O episódio do desaparecimento de Edmur Péricles Camargo é um exemplo da perseguição política e cooperação sistemática internacional iniciada pela ditadura brasileira. Vários informes revelam que Gauchão trabalhava na instalação de uma base de guerrilhas na Bolívia. Seu contato lá era o chefe guerrilheiro boliviano “Chato” Peredo, um dos subversivos mais procurados naquele país. Em junho de 1971, Péricles Camargo deixou Santiago do Chile com destino a Buenos Aires para um tratamento ocular — as torturas a que fora submetido nos porões do DOPS de São Paulo teriam comprometido sua visão.
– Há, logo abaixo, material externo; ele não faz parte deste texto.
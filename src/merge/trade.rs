use crate::{
    error::MergeError,
    merge::{SideFields, append_comment, fold_leg, required_amount},
    types::record::{Field, Record},
};

#[derive(Debug, Clone, PartialEq, Eq)]
pub struct TradeFields {
    pub buy: SideFields,
    pub sell: SideFields,
    pub fee: SideFields,
    pub comment: Field,
}

impl Default for TradeFields {
    fn default() -> Self {
        TradeFields {
            buy: SideFields::BUY,
            sell: SideFields::SELL,
            fee: SideFields::FEE,
            comment: Field::Comment,
        }
    }
}

/// Merges the legs of one order execution.
///
/// A group holds up to three records: a buy leg, a sell leg and at most one fee
/// leg. The operation legs fold into one record and the fee is netted into it
/// when it is paid in one of the traded coins. A fee that cannot be netted is
/// returned as a second record.
pub fn merge(group: &[Record], fields: &TradeFields) -> Result<Vec<Record>, MergeError> {
    if group.is_empty() || group.len() > 3 {
        return Err(MergeError::WrongGroupSize {
            expected: "1 to 3",
            group: group.to_vec(),
        });
    }

    let mut merged = Vec::new();
    let mut acc: Option<Record> = None;
    let mut fee: Option<&Record> = None;
    let mut fee_seen = false;

    for record in group {
        if record.has(fields.fee.coin) {
            if fee_seen {
                return Err(MergeError::DuplicateFeeLeg {
                    group: group.to_vec(),
                });
            }
            fee_seen = true;

            // A fee ahead of the only operation leg has nothing to net into.
            if group.len() == 2 && acc.is_none() {
                merged.push(record.clone());
            } else {
                fee = Some(record);
            }
            continue;
        }

        match acc.as_mut() {
            None => acc = Some(record.clone()),
            Some(acc) => fold_leg(
                acc,
                record,
                [fields.buy, fields.sell],
                fields.comment,
                group,
            )?,
        }
    }

    match (acc, fee) {
        (Some(acc), Some(fee)) => merged.extend(net_fee(acc, fee, fields, group)?),
        (Some(acc), None) => merged.push(acc),
        (None, Some(fee)) => merged.push(fee.clone()),
        (None, None) => {}
    }
    Ok(merged)
}

fn net_fee(
    acc: Record,
    fee: &Record,
    fields: &TradeFields,
    group: &[Record],
) -> Result<Vec<Record>, MergeError> {
    let fee_coin = fee.get(fields.fee.coin);
    let fee_amount = required_amount(fee, fields.fee.amount, group)?;

    if fee_coin == acc.get(fields.buy.coin) {
        let buy = required_amount(&acc, fields.buy.amount, group)?;
        if buy > fee_amount {
            let netted_buy = buy
                .checked_sub(fee_amount)
                .ok_or_else(|| overflow(fields.buy.amount, group))?;
            let netted = acc
                .with(fields.buy.amount, netted_buy.to_string())
                .with(fields.fee.coin, fee_coin)
                .with(fields.fee.amount, fee.get(fields.fee.amount));
            return Ok(vec![netted]);
        }
    } else if fee_coin == acc.get(fields.sell.coin) {
        let sell = required_amount(&acc, fields.sell.amount, group)?;
        let netted_sell = sell
            .checked_add(fee_amount)
            .ok_or_else(|| overflow(fields.sell.amount, group))?;
        let netted = acc
            .with(fields.sell.amount, netted_sell.to_string())
            .with(fields.fee.coin, fee_coin)
            .with(fields.fee.amount, fee.get(fields.fee.amount));
        return Ok(vec![netted]);
    }

    let mut residual = fee.clone();
    let note = format!(
        "Fee for trade {}=>{}",
        acc.get(fields.sell.coin),
        acc.get(fields.buy.coin)
    );
    append_comment(&mut residual, fields.comment, &note);
    Ok(vec![acc, residual])
}

fn overflow(field: Field, group: &[Record]) -> MergeError {
    MergeError::AmountOverflow {
        field,
        group: group.to_vec(),
    }
}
Desembarcou no aeroporto internacional de Ezeiza, onde foi detido numa operação entre autoridades policiais brasileiras e argentinas, com base nas informações do Ciex e o apoio de informantes infiltrados na companhia aérea LAN-Chile. O desaparecimento de Gauchão foi oficialmente registrado como ocorrido em 1975, apenas quatro anos depois. Edmur viajava com o nome falso de Henrique Vilaça. Seu paradeiro permanece desconhecido.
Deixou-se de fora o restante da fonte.